TASK DIRECTIONS.
The answer must consist solely of the line that contains "first, or drop" and all subsequent lines of the data, each reproduced exactly.

────

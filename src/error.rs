// Copyright (c) 2024-2026 Nervosys LLC
// SPDX-License-Identifier: AGPL-3.0-only
//! Error types for wui

use thiserror::Error;

#[derive(Error, Debug)]
pub enum WuiError {
    #[error("Invalid configuration:\n{0}")]
    InvalidConfig(String),

    #[error("Workspace API token not set. Export WUI_TOKEN and try again")]
    MissingToken,

    #[error("API request failed: {0}")]
    ApiError(String),

    #[error("Cache entry not found: {0}. Run `wui fetch all` first, or drop --offline")]
    CacheMiss(String),

    #[error("Export directory not found: {0}")]
    ExportDirNotFound(String),

    #[error("Invalid page id: {0}")]
    InvalidPageId(String),

    #[error("No pages found in workspace data")]
    NoPagesFound,

    #[error("IO error: {0}")]
    IoError(#[from] std::io::Error),

    #[error("JSON error: {0}")]
    JsonError(#[from] serde_json::Error),

    #[error("HTTP error: {0}")]
    HttpError(#[from] reqwest::Error),
}

pub type Result<T> = std::result::Result<T, WuiError>;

────

RESPONSE AREA.
    #[error("Cache entry not found: {0}. Run `wui fetch all` first, or drop --offline")]
    CacheMiss(String),

    #[error("Export directory not found: {0}")]
    ExportDirNotFound(String),

    #[error("Invalid page id: {0}")]
    InvalidPageId(String),

    #[error("No pages found in workspace data")]
    NoPagesFound,

    #[error("IO error: {0}")]
    IoError(#[from] std::io::Error),

    #[error("JSON error: {0}")]
    JsonError(#[from] serde_json::Error),

    #[error("HTTP error: {0}")]
    HttpError(#[from] reqwest::Error),
}

pub type Result<T> = std::result::Result<T, WuiError>;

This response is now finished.